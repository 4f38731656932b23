pub mod datapoints;
pub mod get;
pub mod list;

pub use datapoints::{DatapointRecord, ListDatapointsError, ListDatapointsQuery};
pub use get::{GetScenarioError, GetScenarioQuery, ScenarioDetails};
pub use list::{ListScenariosError, ListScenariosQuery, ScenarioSummary};
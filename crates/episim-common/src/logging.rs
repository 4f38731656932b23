//! Logging configuration and initialization
//!
//! Centralized tracing setup for all EPISIM binaries. Supports console and/or
//! daily-rotated file output, text or JSON formatting, and env-based
//! configuration.
//!
//! Use the structured macros (`trace!` .. `error!`) with fields instead of
//! `println!`:
//!
//! ```rust,ignore
//! use tracing::info;
//!
//! info!(scenario_id = %id, "Import started");
//! ```

use anyhow::{Context, Result};
use serde::{Deserialize, Serialize};
use std::path::PathBuf;
use tracing::Level;
use tracing_subscriber::{
    fmt::{self, format::FmtSpan},
    layer::SubscriberExt,
    util::SubscriberInitExt,
    EnvFilter, Layer, Registry,
};

/// Log level for filtering messages
#[derive(Debug, Clone, Copy, PartialEq, Eq, Serialize, Deserialize, Default)]
#[serde(rename_all = "lowercase")]
pub enum LogLevel {
    Trace,
    Debug,
    #[default]
    Info,
    Warn,
    Error,
}

impl LogLevel {
    /// Convert to tracing Level
    pub fn to_tracing_level(self) -> Level {
        match self {
            LogLevel::Trace => Level::TRACE,
            LogLevel::Debug => Level::DEBUG,
            LogLevel::Info => Level::INFO,
            LogLevel::Warn => Level::WARN,
            LogLevel::Error => Level::ERROR,
        }
    }
}

impl std::str::FromStr for LogLevel {
    type Err = anyhow::Error;

    fn from_str(s: &str) -> std::result::Result<Self, Self::Err> {
        match s.to_lowercase().as_str() {
            "trace" => Ok(LogLevel::Trace),
            "debug" => Ok(LogLevel::Debug),
            "info" => Ok(LogLevel::Info),
            "warn" | "warning" => Ok(LogLevel::Warn),
            "error" => Ok(LogLevel::Error),
            _ => Err(anyhow::anyhow!("Invalid log level: {}", s)),
        }
    }
}

/// Output target for logs
#[derive(Debug, Clone, Copy, PartialEq, Eq, Serialize, Deserialize, Default)]
#[serde(rename_all = "lowercase")]
pub enum LogOutput {
    #[default]
    Console,
    File,
    Both,
}

impl LogOutput {
    fn to_console(self) -> bool {
        matches!(self, LogOutput::Console | LogOutput::Both)
    }

    fn to_file(self) -> bool {
        matches!(self, LogOutput::File | LogOutput::Both)
    }
}

impl std::str::FromStr for LogOutput {
    type Err = anyhow::Error;

    fn from_str(s: &str) -> std::result::Result<Self, Self::Err> {
        match s.to_lowercase().as_str() {
            "console" | "stdout" => Ok(LogOutput::Console),
            "file" => Ok(LogOutput::File),
            "both" | "all" => Ok(LogOutput::Both),
            _ => Err(anyhow::anyhow!("Invalid log output: {}", s)),
        }
    }
}

/// Log format
#[derive(Debug, Clone, Copy, PartialEq, Eq, Serialize, Deserialize, Default)]
#[serde(rename_all = "lowercase")]
pub enum LogFormat {
    #[default]
    Text,
    Json,
}

impl std::str::FromStr for LogFormat {
    type Err = anyhow::Error;

    fn from_str(s: &str) -> std::result::Result<Self, Self::Err> {
        match s.to_lowercase().as_str() {
            "text" | "pretty" => Ok(LogFormat::Text),
            "json" => Ok(LogFormat::Json),
            _ => Err(anyhow::anyhow!("Invalid log format: {}", s)),
        }
    }
}

/// Logging configuration
#[derive(Debug, Clone, Serialize, Deserialize)]
pub struct LogConfig {
    /// Minimum log level to display
    pub level: LogLevel,
    /// Output target (console, file, or both)
    pub output: LogOutput,
    /// Log format (text or JSON)
    pub format: LogFormat,
    /// Directory for log files (only used when output includes file)
    pub log_dir: PathBuf,
    /// Log file name prefix (e.g. "episim-server" -> "episim-server.2026-08-07.log")
    pub file_prefix: String,
    /// Additional filter directives (e.g. "sqlx=warn,tower_http=debug")
    pub filter_directives: Option<String>,
}

impl Default for LogConfig {
    fn default() -> Self {
        Self {
            level: LogLevel::Info,
            output: LogOutput::Console,
            format: LogFormat::Text,
            log_dir: PathBuf::from("./logs"),
            file_prefix: "episim".to_string(),
            filter_directives: None,
        }
    }
}

impl LogConfig {
    /// Load configuration from environment variables
    ///
    /// - `LOG_LEVEL`: trace, debug, info, warn, error
    /// - `LOG_OUTPUT`: console, file, both
    /// - `LOG_FORMAT`: text, json
    /// - `LOG_DIR`: directory for log files
    /// - `LOG_FILE_PREFIX`: prefix for log files
    /// - `LOG_FILTER`: additional filter directives
    pub fn from_env() -> Result<Self> {
        let mut config = Self::default();

        if let Ok(level) = std::env::var("LOG_LEVEL") {
            config.level = level.parse()?;
        }
        if let Ok(output) = std::env::var("LOG_OUTPUT") {
            config.output = output.parse()?;
        }
        if let Ok(format) = std::env::var("LOG_FORMAT") {
            config.format = format.parse()?;
        }
        if let Ok(dir) = std::env::var("LOG_DIR") {
            config.log_dir = PathBuf::from(dir);
        }
        if let Ok(prefix) = std::env::var("LOG_FILE_PREFIX") {
            config.file_prefix = prefix;
        }
        if let Ok(filter) = std::env::var("LOG_FILTER") {
            config.filter_directives = Some(filter);
        }

        Ok(config)
    }

    /// Override the file prefix
    pub fn with_file_prefix(mut self, prefix: impl Into<String>) -> Self {
        self.file_prefix = prefix.into();
        self
    }

    /// Override the filter directives
    pub fn with_filter_directives(mut self, directives: impl Into<String>) -> Self {
        self.filter_directives = Some(directives.into());
        self
    }
}

/// Initialize the global tracing subscriber with the given configuration.
///
/// Should be called once at application startup.
pub fn init_logging(config: &LogConfig) -> Result<()> {
    let mut filter =
        EnvFilter::from_default_env().add_directive(config.level.to_tracing_level().into());

    if let Some(ref directives) = config.filter_directives {
        for directive in directives.split(',') {
            filter = filter.add_directive(
                directive
                    .trim()
                    .parse()
                    .context("Failed to parse filter directive")?,
            );
        }
    }

    let mut layers: Vec<Box<dyn Layer<Registry> + Send + Sync>> = Vec::new();

    if config.output.to_console() {
        let layer = fmt::layer()
            .with_writer(std::io::stdout)
            .with_span_events(FmtSpan::CLOSE);
        layers.push(match config.format {
            LogFormat::Text => layer.boxed(),
            LogFormat::Json => layer.json().boxed(),
        });
    }

    if config.output.to_file() {
        std::fs::create_dir_all(&config.log_dir).context("Failed to create log directory")?;

        let file_appender =
            tracing_appender::rolling::daily(&config.log_dir, &config.file_prefix);
        let (non_blocking, guard) = tracing_appender::non_blocking(file_appender);
        // The guard must outlive the program for the writer to keep flushing.
        std::mem::forget(guard);

        let layer = fmt::layer()
            .with_writer(non_blocking)
            .with_span_events(FmtSpan::CLOSE)
            .with_ansi(false);
        layers.push(match config.format {
            LogFormat::Text => layer.boxed(),
            LogFormat::Json => layer.json().boxed(),
        });
    }

    tracing_subscriber::registry()
        .with(layers)
        .with(filter)
        .try_init()?;

    Ok(())
}

#[cfg(test)]
#[allow(clippy::unwrap_used, clippy::expect_used)]
mod tests {
    use super::*;

    #[test]
    fn test_log_level_from_str() {
        assert_eq!("trace".parse::<LogLevel>().unwrap(), LogLevel::Trace);
        assert_eq!("DEBUG".parse::<LogLevel>().unwrap(), LogLevel::Debug);
        assert_eq!("warning".parse::<LogLevel>().unwrap(), LogLevel::Warn);
        assert!("invalid".parse::<LogLevel>().is_err());
    }

    #[test]
    fn test_log_output_from_str() {
        assert_eq!("console".parse::<LogOutput>().unwrap(), LogOutput::Console);
        assert_eq!("file".parse::<LogOutput>().unwrap(), LogOutput::File);
        assert_eq!("all".parse::<LogOutput>().unwrap(), LogOutput::Both);
        assert!("invalid".parse::<LogOutput>().is_err());
    }

    #[test]
    fn test_log_format_from_str() {
        assert_eq!("pretty".parse::<LogFormat>().unwrap(), LogFormat::Text);
        assert_eq!("json".parse::<LogFormat>().unwrap(), LogFormat::Json);
        assert!("invalid".parse::<LogFormat>().is_err());
    }

    #[test]
    fn test_output_targets() {
        assert!(LogOutput::Both.to_console());
        assert!(LogOutput::Both.to_file());
        assert!(!LogOutput::Console.to_file());
        assert!(!LogOutput::File.to_console());
    }
}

- _What is expected_
With the line holding "std::mem::forget(guard);" as the first and the line holding "tracing_subscriber::registry()" as the last, set down that range of the entries above exactly, and nothing else.

- _Answer_
        std::mem::forget(guard);

        let layer = fmt::layer()
            .with_writer(non_blocking)
            .with_span_events(FmtSpan::CLOSE)
            .with_ansi(false);
        layers.push(match config.format {
            LogFormat::Text => layer.boxed(),
            LogFormat::Json => layer.json().boxed(),
        });
    }

    tracing_subscriber::registry()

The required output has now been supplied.